I have 2 tablets and though I imagine they are connectable to a PC, I've never done it. The first question that arises for me is, "Why?" Android apps can be downloaded and installed over the internet connection (in fact, if you use Google Play, you may find it difficult or impossible to do it otherwise). As far as loading music or videos to the machine, just put them on the removable SD card (you'll need one if you don't have one already for storage space). If you don't have a card-reader for the PC, you'll need that, too.


----------



## TerryNet

I don't want to sound like a certain ex-member, but the truth is that you got a piece of crap. The original Kindle Fire for $199 when introduced and now $159 is probably being sold at a loss for Amazon and is the cheapest tablet available that has any reasonable possibility of giving satisfactory service. Look at what yours is selling for on Newegg or buy.com.
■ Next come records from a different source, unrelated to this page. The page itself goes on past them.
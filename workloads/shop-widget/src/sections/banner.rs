//! Inline error banners with a retry control.

use super::html_escape;

/// `data-action` of the retry button after a failed product load.
pub const RETRY_LOAD_ACTION: &str = "retry-load";
/// `data-action` of the retry button after a failed order history load.
pub const RETRY_ORDERS_ACTION: &str = "retry-orders";

/// Render an error banner whose button carries `retry_action`.
pub fn render_error_banner(title: &str, message: &str, retry_action: &str) -> String {
    format!(
        r#"<div class="error-state" role="alert">
    <h4>{}</h4>
    <p>{}</p>
    <button type="button" data-action="{}">Try again</button>
</div>"#,
        html_escape(title),
        html_escape(message),
        html_escape(retry_action)
    )
}

/// Banner shown in the grid when products fail to load.
pub fn render_load_error(message: &str) -> String {
    render_error_banner("Unable to load products", message, RETRY_LOAD_ACTION)
}
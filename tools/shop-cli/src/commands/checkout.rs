//! Place an order from a cart file.

use anyhow::{bail, Context as _, Result};
use clothshop_commerce::cart::CartStore;
use clothshop_commerce::catalog::Catalog;
use clothshop_commerce::checkout::{CheckoutOutcome, CheckoutRequest};
use clothshop_commerce::ProductId;
use clothshop_data::ShopApi;
use dialoguer::Confirm;
use serde::Deserialize;

use super::products::fetch_catalog;
use super::CheckoutArgs;
use crate::context::Context;

/// One entry of a cart file.
#[derive(Debug, Clone, Deserialize)]
pub struct CartFileEntry {
    pub id: ProductId,
    pub size: String,
    #[serde(default = "one")]
    pub qty: u32,
}

fn one() -> u32 {
    1
}

/// Run the checkout command.
pub async fn run(args: CheckoutArgs, ctx: &Context) -> Result<()> {
    let entries = read_cart_file(&ctx.resolve_path(&args.cart).to_string_lossy())?;
    let catalog = fetch_catalog(ctx).await?;
    let cart = build_cart(&catalog, &entries)?;

    let request = CheckoutRequest::from_cart(
        cart.view(),
        &args.address,
        ctx.config.payment_or_default(&args.payment),
    )?;

    if ctx.output.is_json() && args.dry_run {
        ctx.output.json(&request);
        return Ok(());
    }

    ctx.output.header("Checkout");
    for line in &request.items {
        ctx.output.kv(
            &line.key().to_string(),
            &format!(
                "{} ({}) x {} = {}",
                line.name,
                line.size,
                line.qty,
                line.subtotal().display(ctx.config.currency)
            ),
        );
    }
    ctx.output
        .kv("Total", &request.total.display(ctx.config.currency));
    ctx.output.kv("Address", &request.address);
    ctx.output.kv("Payment", &request.payment);

    if args.dry_run {
        ctx.output.success("Dry run - request not sent");
        return Ok(());
    }

    if !args.yes && !ctx.output.is_json() {
        let confirmed = Confirm::new()
            .with_prompt("Place this order?")
            .default(false)
            .interact()?;
        if !confirmed {
            ctx.output.warn("Checkout cancelled");
            return Ok(());
        }
    }

    let api = ctx.api()?;
    let spinner = ctx.output.spinner("Placing order");
    let result = api.submit_checkout(&request).await;
    spinner.finish_and_clear();

    let outcome = match result {
        Ok(response) => CheckoutOutcome::from_response(response),
        Err(e) => CheckoutOutcome::Failed {
            message: e.user_message(),
        },
    };

    if ctx.output.is_json() {
        ctx.output.json(&outcome);
    }
    match &outcome {
        CheckoutOutcome::Placed { order_id } => {
            ctx.output.success(&format!("Order placed: {}", order_id));
            Ok(())
        }
        other => bail!(
            "{}",
            other
                .alert_message()
                .unwrap_or_else(|| "Checkout did not complete".to_string())
        ),
    }
}

/// Read a cart file.
pub fn read_cart_file(path: &str) -> Result<Vec<CartFileEntry>> {
    let content = std::fs::read_to_string(path)
        .with_context(|| format!("Failed to read cart file: {}", path))?;
    serde_json::from_str(&content).with_context(|| format!("Invalid cart file: {}", path))
}

/// Fill a cart store from cart file entries, checking each product exists.
pub fn build_cart(catalog: &Catalog, entries: &[CartFileEntry]) -> Result<CartStore> {
    let mut cart = CartStore::new();
    for entry in entries {
        let product = catalog
            .get(entry.id)
            .with_context(|| format!("Product {} is not in the catalog", entry.id))?;
        if !product.has_size(&entry.size) {
            tracing::warn!(
                product_id = entry.id.get(),
                size = %entry.size,
                "size not offered for product"
            );
        }
        for _ in 0..entry.qty {
            cart.add(product, &entry.size)?;
        }
    }
    Ok(cart)
}
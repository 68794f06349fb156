//! Render the widget markup to a standalone HTML page.

use anyhow::{Context as _, Result};
use clothshop_commerce::cart::CartStore;
use clothshop_commerce::catalog::{Catalog, Product};
use shop_widget::sections::{
    html_escape, render_cart, render_products, render_total, CHECKOUT_LABEL,
};
use shop_widget::WidgetConfig;

use super::checkout::{build_cart, read_cart_file};
use super::products::fetch_catalog;
use super::PreviewArgs;
use crate::context::Context;

/// Run the preview command.
pub async fn run(args: PreviewArgs, ctx: &Context) -> Result<()> {
    let catalog = match &args.catalog {
        Some(path) => read_catalog_file(&ctx.resolve_path(path).to_string_lossy())?,
        None => fetch_catalog(ctx).await?,
    };

    let cart = match &args.cart {
        Some(path) => {
            let entries = read_cart_file(&ctx.resolve_path(path).to_string_lossy())?;
            build_cart(&catalog, &entries)?
        }
        None => CartStore::new(),
    };

    let html = render_preview_page(&catalog, &cart, &ctx.config);
    let out = ctx.resolve_path(&args.out);
    std::fs::write(&out, html)
        .with_context(|| format!("Failed to write preview: {}", out.display()))?;

    ctx.output.success(&format!(
        "Wrote {} ({} products, {} cart lines)",
        out.display(),
        catalog.len(),
        cart.len()
    ));
    Ok(())
}

fn read_catalog_file(path: &str) -> Result<Catalog> {
    let content = std::fs::read_to_string(path)
        .with_context(|| format!("Failed to read catalog file: {}", path))?;
    let products: Vec<Product> = serde_json::from_str(&content)
        .with_context(|| format!("Invalid catalog file: {}", path))?;
    Ok(Catalog::from(products))
}

/// Full page with the element ids the widget binds to.
pub fn render_preview_page(catalog: &Catalog, cart: &CartStore, config: &WidgetConfig) -> String {
    let dom = &config.dom;
    let chips: String = std::iter::once(("all", "All"))
        .chain(catalog.brands().into_iter().map(|b| (b, b)))
        .map(|(value, label)| {
            let active = if value == "all" { " active" } else { "" };
            format!(
                r#"<button type="button" class="chip{}" data-{}="{}">{}</button>"#,
                active,
                html_escape(&dom.chip_dataset_key),
                html_escape(value),
                html_escape(label)
            )
        })
        .collect();
    let empty = cart.is_empty();

    format!(
        r#"<!DOCTYPE html>
<html lang="en">
<head>
<meta charset="utf-8">
<meta name="viewport" content="width=device-width, initial-scale=1">
<title>Shop preview</title>
<style>{styles}</style>
</head>
<body>
<header class="toolbar">
    <input type="search" id="{search}" placeholder="Search products" aria-label="Search">
    <nav class="chips">{chips}</nav>
</header>
<main class="layout">
    <section id="{grid}" class="grid">{products}</section>
    <aside class="cart">
        <h3>Cart</h3>
        <div id="{cart_items}">{cart_items_html}</div>
        <p id="{cart_empty}" class="muted"{empty_hidden}>Add something to get started.</p>
        <div class="row"><strong>Total</strong><span id="{total}">{total_text}</span></div>
        <textarea id="{address}" placeholder="Delivery address"></textarea>
        <select id="{payment}">
            <option value="COD">Cash on delivery</option>
            <option value="UPI">UPI</option>
            <option value="CARD">Card</option>
        </select>
        <button type="button" id="{checkout}"{disabled}>{checkout_label}</button>
    </aside>
</main>
<div id="{toast}" class="toast" role="status"></div>
<!-- generated by shopctl at {generated} -->
</body>
</html>
"#,
        styles = PREVIEW_STYLES,
        search = html_escape(&dom.search),
        chips = chips,
        grid = html_escape(&dom.grid),
        products = render_products(catalog, config.currency),
        cart_items = html_escape(&dom.cart_items),
        cart_items_html = render_cart(cart.lines(), config.currency),
        cart_empty = html_escape(&dom.cart_empty),
        empty_hidden = if empty { "" } else { " hidden" },
        total = html_escape(&dom.total),
        total_text = render_total(cart.total(), config.currency),
        address = html_escape(&dom.address),
        payment = html_escape(&dom.payment),
        checkout = html_escape(&dom.checkout_button),
        disabled = if empty { " disabled" } else { "" },
        checkout_label = CHECKOUT_LABEL,
        toast = html_escape(&dom.toast),
        generated = chrono::Utc::now().to_rfc3339(),
    )
}

const PREVIEW_STYLES: &str = r#"
body { font-family: system-ui, sans-serif; margin: 0; color: #222; }
.toolbar { display: flex; gap: 1rem; padding: 1rem; border-bottom: 1px solid #eee; }
.chip { border: 1px solid #ccc; border-radius: 999px; background: #fff; padding: .25rem .75rem; }
.chip.active { background: #222; color: #fff; }
.layout { display: grid; grid-template-columns: 1fr 320px; gap: 1rem; padding: 1rem; }
.grid { display: grid; grid-template-columns: repeat(auto-fill, minmax(180px, 1fr)); gap: 1rem; }
.card { border: 1px solid #eee; border-radius: 8px; padding: .75rem; }
.card img { width: 100%; aspect-ratio: 1; object-fit: cover; }
.muted { color: #888; }
.row { display: flex; justify-content: space-between; gap: .5rem; }
.toast { position: fixed; bottom: 1rem; right: 1rem; opacity: 0; transition: opacity .2s; }
.toast.show { opacity: 1; }
"#;
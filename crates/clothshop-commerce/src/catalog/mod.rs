//! Product catalog module.

mod product;

pub use product::{Catalog, Product};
But that's kinda out of your control. I agree with *Elvandil*'s advice about the SD card. It can be used with other devices if the tablet does not last long.

Even though I am satisfied with mine I'm not advocating the Kindle, just pointing it out for comparison.


----------



## Zoester

Elvandil said:


> I have 2 tablets and though I imagine they are connectable to a PC, I've never done it. The first question that arises for me is, "Why?" Android apps can be downloaded and installed over the internet connection (in fact, if you use Google Play, you may find it difficult or impossible to do it otherwise). As far as loading music or videos to the machine, just put them on the removable SD card (you'll need one if you don't have one already for storage space). If you don't have a card-reader for the PC, you'll need that, too.


Thank you for your advice. Senior citizens are easily discouraged. The tablet manual does refer to the SD card.


----------